The standard market model for tranche pricing is the one-factor Gaussian copula (Li, 2000):

For each name \(k = 1, \ldots, n\), define:

\[ X_k = \sqrt{\rho} \, M + \sqrt{1-\rho} \, Z_k \]

where:

• \(M \sim \mathcal{N}(0,1)\): systematic factor (common to all names)
• \(Z_k \sim \mathcal{N}(0,1)\): idiosyncratic factor (specific to name \(k\))
• \(M, Z_1, \ldots, Z_n\): mutually independent
• \(\rho \in [0,1]\): asset correlation parameter

Name \(k\) defaults by time \(T\) if and only if:

\[ X_k \le C_k := N^{-1}(p_k) \]

where \(p_k = \mathbb{Q}(\tau_k \le T)\) is the marginal default probability.

Conditional Independence

Given \(M = m\), defaults are conditionally independent:

\[ \mathbb{Q}(\tau_k \le T \mid M = m) = N\left(\frac{C_k - \sqrt{\rho} \, m}{\sqrt{1-\rho}}\right) =: p_k(m) \]

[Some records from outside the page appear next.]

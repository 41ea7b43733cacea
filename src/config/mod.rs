//! Service configuration.
//!
//! Loaded from TOML. Lookup order: explicit `--config` path, then
//! `$SSO_CONFIG`, then `<config dir>/sso/config.toml`. A missing default file
//! is not an error; every field has a default. A few `SSO_*` environment
//! variables override the file.

use std::path::{Path, PathBuf};
use std::time::Duration;

use anyhow::{bail, Context, Result};
use serde::{Deserialize, Serialize};

use crate::auth::password::DEFAULT_ROUNDS;
use crate::auth::service::{DEFAULT_MIN_PASSWORD_LEN, DEFAULT_TOKEN_TTL_SECS};
use crate::auth::sweep::DEFAULT_SWEEP_INTERVAL;

/// Longest accepted token lifetime: one year.
pub const MAX_TOKEN_TTL_SECS: u64 = 365 * 24 * 60 * 60;

#[derive(Debug, Clone, Default, Serialize, Deserialize, PartialEq)]
pub struct Config {
    #[serde(default)]
    pub auth: AuthConfig,

    #[serde(default)]
    pub store: StoreConfig,

    #[serde(default)]
    pub sweep: SweepConfig,

    #[serde(default)]
    pub gateway: GatewayConfig,
}

/// Token and credential policy.
#[derive(Debug, Clone, Serialize, Deserialize, PartialEq)]
pub struct AuthConfig {
    /// Lifetime of issued tokens, in seconds.
    #[serde(default = "default_token_ttl_secs")]
    pub token_ttl_secs: u64,

    /// PBKDF2 rounds for new password hashes.
    #[serde(default = "default_password_rounds")]
    pub password_rounds: u32,

    #[serde(default = "default_min_password_len")]
    pub min_password_len: usize,
}

impl Default for AuthConfig {
    fn default() -> Self {
        Self {
            token_ttl_secs: default_token_ttl_secs(),
            password_rounds: default_password_rounds(),
            min_password_len: default_min_password_len(),
        }
    }
}

#[derive(Debug, Clone, Serialize, Deserialize, PartialEq)]
pub struct StoreConfig {
    /// SQLite database file. `~` and `$VARS` are expanded.
    #[serde(default = "default_store_path")]
    pub path: String,

    #[serde(default = "default_pool_size")]
    pub pool_size: u32,

    #[serde(default = "default_busy_timeout_ms")]
    pub busy_timeout_ms: u64,
}

impl Default for StoreConfig {
    fn default() -> Self {
        Self {
            path: default_store_path(),
            pool_size: default_pool_size(),
            busy_timeout_ms: default_busy_timeout_ms(),
        }
    }
}

impl StoreConfig {
    pub fn resolved_path(&self) -> Result<PathBuf> {
        let expanded = shellexpand::full(&self.path)
            .with_context(|| format!("expanding store path {:?}", self.path))?;
        Ok(PathBuf::from(expanded.as_ref()))
    }

    pub fn busy_timeout(&self) -> Duration {
        Duration::from_millis(self.busy_timeout_ms)
    }
}

#[derive(Debug, Clone, Serialize, Deserialize, PartialEq)]
pub struct SweepConfig {
    #[serde(default = "default_true")]
    pub enabled: bool,

    #[serde(default = "default_sweep_interval_secs")]
    pub interval_secs: u64,
}

impl Default for SweepConfig {
    fn default() -> Self {
        Self {
            enabled: true,
            interval_secs: default_sweep_interval_secs(),
        }
    }
}

#[derive(Debug, Clone, Serialize, Deserialize, PartialEq)]
pub struct GatewayConfig {
    #[serde(default = "default_host")]
    pub host: String,

    #[serde(default = "default_port")]
    pub port: u16,

    /// Deadline applied to every request, in seconds.
    #[serde(default = "default_request_timeout_secs")]
    pub request_timeout_secs: u64,

    /// Fallback filter when `RUST_LOG` is unset.
    #[serde(default = "default_log_level")]
    pub log_level: String,
}

impl Default for GatewayConfig {
    fn default() -> Self {
        Self {
            host: default_host(),
            port: default_port(),
            request_timeout_secs: default_request_timeout_secs(),
            log_level: default_log_level(),
        }
    }
}

fn default_token_ttl_secs() -> u64 {
    DEFAULT_TOKEN_TTL_SECS as u64
}
fn default_password_rounds() -> u32 {
    DEFAULT_ROUNDS
}
fn default_min_password_len() -> usize {
    DEFAULT_MIN_PASSWORD_LEN
}
fn default_store_path() -> String {
    "sso.db".into()
}
fn default_pool_size() -> u32 {
    8
}
fn default_busy_timeout_ms() -> u64 {
    5_000
}
fn default_true() -> bool {
    true
}
fn default_sweep_interval_secs() -> u64 {
    DEFAULT_SWEEP_INTERVAL.as_secs()
}
fn default_host() -> String {
    "127.0.0.1".into()
}
fn default_port() -> u16 {
    44044
}
fn default_request_timeout_secs() -> u64 {
    10
}
fn default_log_level() -> String {
    "info".into()
}

impl Config {
    /// Resolve the config file location and load it.
    pub fn load(explicit: Option<&Path>) -> Result<Self> {
        let mut config = if let Some(path) = explicit {
            Self::from_file(path)?
        } else if let Ok(path) = std::env::var("SSO_CONFIG") {
            Self::from_file(Path::new(&path))?
        } else {
            match default_config_path() {
                Some(path) if path.exists() => Self::from_file(&path)?,
                _ => Self::default(),
            }
        };

        config.apply_env_overrides()?;
        config.validate()?;
        Ok(config)
    }

    pub fn from_file(path: &Path) -> Result<Self> {
        let raw = std::fs::read_to_string(path)
            .with_context(|| format!("reading config file {}", path.display()))?;
        Self::from_toml(&raw).with_context(|| format!("parsing config file {}", path.display()))
    }

    pub fn from_toml(raw: &str) -> Result<Self> {
        Ok(toml::from_str(raw)?)
    }

    fn apply_env_overrides(&mut self) -> Result<()> {
        if let Ok(path) = std::env::var("SSO_STORE_PATH") {
            self.store.path = path;
        }
        if let Ok(ttl) = std::env::var("SSO_TOKEN_TTL_SECS") {
            self.auth.token_ttl_secs = ttl.parse().context("SSO_TOKEN_TTL_SECS")?;
        }
        if let Ok(port) = std::env::var("SSO_PORT") {
            self.gateway.port = port.parse().context("SSO_PORT")?;
        }
        Ok(())
    }

    pub fn validate(&self) -> Result<()> {
        if self.auth.token_ttl_secs == 0 {
            bail!("auth.token_ttl_secs must be greater than zero");
        }
        if self.auth.token_ttl_secs > MAX_TOKEN_TTL_SECS {
            bail!("auth.token_ttl_secs must be at most {MAX_TOKEN_TTL_SECS} (one year)");
        }
        if self.auth.password_rounds == 0 {
            bail!("auth.password_rounds must be greater than zero");
        }
        if self.store.pool_size == 0 {
            bail!("store.pool_size must be greater than zero");
        }
        if self.sweep.interval_secs == 0 {
            bail!("sweep.interval_secs must be greater than zero");
        }
        if self.gateway.request_timeout_secs == 0 {
            bail!("gateway.request_timeout_secs must be greater than zero");
        }
        Ok(())
    }

    /// Token lifetime. Falls back to the default when the configured value
    /// has not passed [`validate`](Self::validate).
    pub fn token_ttl(&self) -> chrono::Duration {
        i64::try_from(self.auth.token_ttl_secs)
            .ok()
            .filter(|secs| *secs <= MAX_TOKEN_TTL_SECS as i64)
            .and_then(chrono::Duration::try_seconds)
            .unwrap_or_else(|| chrono::Duration::seconds(DEFAULT_TOKEN_TTL_SECS))
    }

    pub fn sweep_interval(&self) -> Duration {
        Duration::from_secs(self.sweep.interval_secs)
    }

    pub fn request_timeout(&self) -> Duration {
        Duration::from_secs(self.gateway.request_timeout_secs)
    }
}

fn default_config_path() -> Option<PathBuf> {
    directories::ProjectDirs::from("", "", "sso").map(|dirs| dirs.config_dir().join("config.toml"))
}

#[cfg(test)]
mod tests {
    use super::*;

    #[test]
    fn empty_file_uses_defaults() {
        let config = Config::from_toml("").unwrap();
        assert_eq!(config, Config::default());
        assert_eq!(config.auth.token_ttl_secs, 3600);
        assert_eq!(config.sweep.interval_secs, 300);
        assert!(config.validate().is_ok());
    }

    #[test]
    fn partial_sections_fill_in_defaults() {
        let config = Config::from_toml(
            r#"
            [auth]
            token_ttl_secs = 900

            [gateway]
            port = 8080
            "#,
        )
        .unwrap();
        assert_eq!(config.auth.token_ttl_secs, 900);
        assert_eq!(config.auth.password_rounds, DEFAULT_ROUNDS);
        assert_eq!(config.gateway.port, 8080);
        assert_eq!(config.gateway.host, "127.0.0.1");
        assert_eq!(config.token_ttl(), chrono::Duration::seconds(900));
    }

    #[test]
    fn zero_values_rejected() {
        let mut config = Config::default();
        config.auth.token_ttl_secs = 0;
        assert!(config.validate().is_err());

        let mut config = Config::default();
        config.store.pool_size = 0;
        assert!(config.validate().is_err());

        let mut config = Config::default();
        config.sweep.interval_secs = 0;
        assert!(config.validate().is_err());
    }

    #[test]
    fn oversized_token_ttl_rejected_without_panicking() {
        let mut config = Config::default();
        config.auth.token_ttl_secs = i64::MAX as u64;
        assert!(config.validate().is_err());
        assert_eq!(config.token_ttl(), chrono::Duration::seconds(DEFAULT_TOKEN_TTL_SECS));

        config.auth.token_ttl_secs = u64::MAX;
        assert!(config.validate().is_err());
        assert_eq!(config.token_ttl(), chrono::Duration::seconds(DEFAULT_TOKEN_TTL_SECS));

        config.auth.token_ttl_secs = MAX_TOKEN_TTL_SECS;
        assert!(config.validate().is_ok());
        assert_eq!(
            config.token_ttl(),
            chrono::Duration::seconds(MAX_TOKEN_TTL_SECS as i64)
        );
    }

    #[test]
    fn unknown_types_fail_to_parse() {
        assert!(Config::from_toml("[auth]\ntoken_ttl_secs = \"soon\"").is_err());
    }

    #[test]
    fn store_path_expands_home() {
        let store = StoreConfig {
            path: "~/sso/sso.db".into(),
            ..StoreConfig::default()
        };
        let resolved = store.resolved_path().unwrap();
        assert!(!resolved.to_string_lossy().starts_with('~'));
        assert!(resolved.ends_with("sso/sso.db"));
    }
}
//! Capability traits the authentication core depends on, and the records
//! that cross them.
//!
//! Concrete backends live in [`crate::store`]; the core only ever sees
//! `Arc<dyn ...>` of these traits.

use async_trait::async_trait;
use chrono::{DateTime, Utc};
use serde::{Deserialize, Serialize};
use sha2::{Digest, Sha256};

use crate::store::StoreError;

// ── Accounts ─────────────────────────────────────────────────────

/// Account role. Only changed by an administrative operation.
#[derive(Debug, Clone, Copy, PartialEq, Eq, Hash, Serialize, Deserialize)]
#[serde(rename_all = "lowercase")]
pub enum Role {
    User,
    Admin,
}

impl Role {
    pub fn as_str(self) -> &'static str {
        match self {
            Self::User => "user",
            Self::Admin => "admin",
        }
    }

    /// Unknown strings degrade to `User`, never to `Admin`.
    pub fn from_str_lossy(s: &str) -> Self {
        match s {
            "admin" => Self::Admin,
            _ => Self::User,
        }
    }
}

impl std::fmt::Display for Role {
    fn fmt(&self, f: &mut std::fmt::Formatter<'_>) -> std::fmt::Result {
        f.write_str(self.as_str())
    }
}

/// A stored identity.
#[derive(Debug, Clone)]
pub struct Account {
    pub id: i64,
    pub name: String,
    pub email: String,
    /// PHC-format password hash. Never serialized or logged.
    pub password_hash: String,
    pub role: Role,
    pub activated: bool,
}

/// Input for [`AccountStore::create_account`]. The store assigns the id,
/// the `user` role and `activated = false`.
#[derive(Debug, Clone)]
pub struct NewAccount {
    pub name: String,
    pub email: String,
    pub password_hash: String,
}

#[async_trait]
pub trait AccountStore: Send + Sync {
    /// Insert an account in one transaction. Duplicate email is
    /// [`StoreError::Conflict`].
    async fn create_account(&self, account: NewAccount) -> Result<i64, StoreError>;

    async fn account_by_email(&self, email: &str) -> Result<Account, StoreError>;

    async fn account(&self, id: i64) -> Result<Account, StoreError>;

    async fn role(&self, id: i64) -> Result<Role, StoreError>;
}

// ── Registered applications ──────────────────────────────────────

/// A client application allowed to request tokens.
#[derive(Clone)]
pub struct RegisteredApp {
    pub id: i64,
    pub name: String,
    pub secret: Vec<u8>,
}

impl std::fmt::Debug for RegisteredApp {
    fn fmt(&self, f: &mut std::fmt::Formatter<'_>) -> std::fmt::Result {
        f.debug_struct("RegisteredApp")
            .field("id", &self.id)
            .field("name", &self.name)
            .field("secret", &"<redacted>")
            .finish()
    }
}

/// Read side of the application registry.
#[async_trait]
pub trait AppRegistry: Send + Sync {
    async fn app(&self, id: i64) -> Result<RegisteredApp, StoreError>;
}

// ── Token ledger ─────────────────────────────────────────────────

/// Server-side record of issued tokens, keyed by [`token_digest`].
///
/// Plaintext tokens pass through these methods but only their digest is
/// ever stored.
#[async_trait]
pub trait TokenLedger: Send + Sync {
    /// Store `{digest, owner, expires_at}`. An existing digest is
    /// [`StoreError::Conflict`].
    async fn record(
        &self,
        token: &str,
        owner_id: i64,
        expires_at: DateTime<Utc>,
    ) -> Result<(), StoreError>;

    /// `true` only if a record exists and its expiry is strictly after `now`.
    /// A missing record is `Ok(false)`.
    async fn is_live(&self, token: &str, now: DateTime<Utc>) -> Result<bool, StoreError>;

    /// Delete one record. Returns whether anything was removed.
    async fn revoke(&self, token: &str) -> Result<bool, StoreError>;

    /// Delete every record owned by `owner_id`.
    async fn revoke_all(&self, owner_id: i64) -> Result<u64, StoreError>;

    /// Delete records with `expires_at <= now`.
    async fn sweep(&self, now: DateTime<Utc>) -> Result<u64, StoreError>;
}

/// SHA-256 of the token plaintext. Used as a lookup key only.
pub fn token_digest(token: &str) -> [u8; 32] {
    Sha256::digest(token.as_bytes()).into()
}

#[cfg(test)]
mod tests {
    use super::*;

    #[test]
    fn role_round_trips_through_str() {
        assert_eq!(Role::from_str_lossy(Role::Admin.as_str()), Role::Admin);
        assert_eq!(Role::from_str_lossy(Role::User.as_str()), Role::User);
        assert_eq!(Role::from_str_lossy("superuser"), Role::User);
    }

    #[test]
    fn app_debug_redacts_secret() {
        let app = RegisteredApp {
            id: 1,
            name: "portal".into(),
            secret: b"hunter2".to_vec(),
        };
        let text = format!("{app:?}");
        assert!(text.contains("portal"));
        assert!(!text.contains("hunter2"));
    }

    #[test]
    fn digest_is_fixed_width_and_stable() {
        let a = token_digest("abc");
        let b = token_digest("abc");
        assert_eq!(a, b);
        assert_eq!(a.len(), 32);
        assert_ne!(a, token_digest("abd"));
    }
}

Conditional Loss Distribution

Given \(M = m\), the number of defaults follows a (conditionally) binomial distribution for homogeneous portfolios:

\[ \mathbb{Q}(L_T \le x \mid M = m) = \sum_{j=0}^{\lfloor nx/(1-R) \rfloor} \binom{n}{j} p(m)^j (1-p(m))^{n-j} \]

For large \(n\), by the law of large numbers: \(L_T \mid M = m \approx (1-R) p(m)\).

Unconditional Loss Distribution

Integrating over \(M\):

\[ \mathbb{Q}(L_T \le x) = \int_{-\infty}^{\infty} \mathbb{Q}(L_T \le x \mid M = m) \, \phi(m) \, dm \]

For the large-pool approximation:

\[ \mathbb{Q}(L_T \le x) = N\left(\frac{\sqrt{1-\rho} \, N^{-1}\left(\frac{x}{1-R}\right) - N^{-1}(p)}{\sqrt{\rho}}\right) \]

This is the Vasicek large-pool formula, widely used for tranche pricing.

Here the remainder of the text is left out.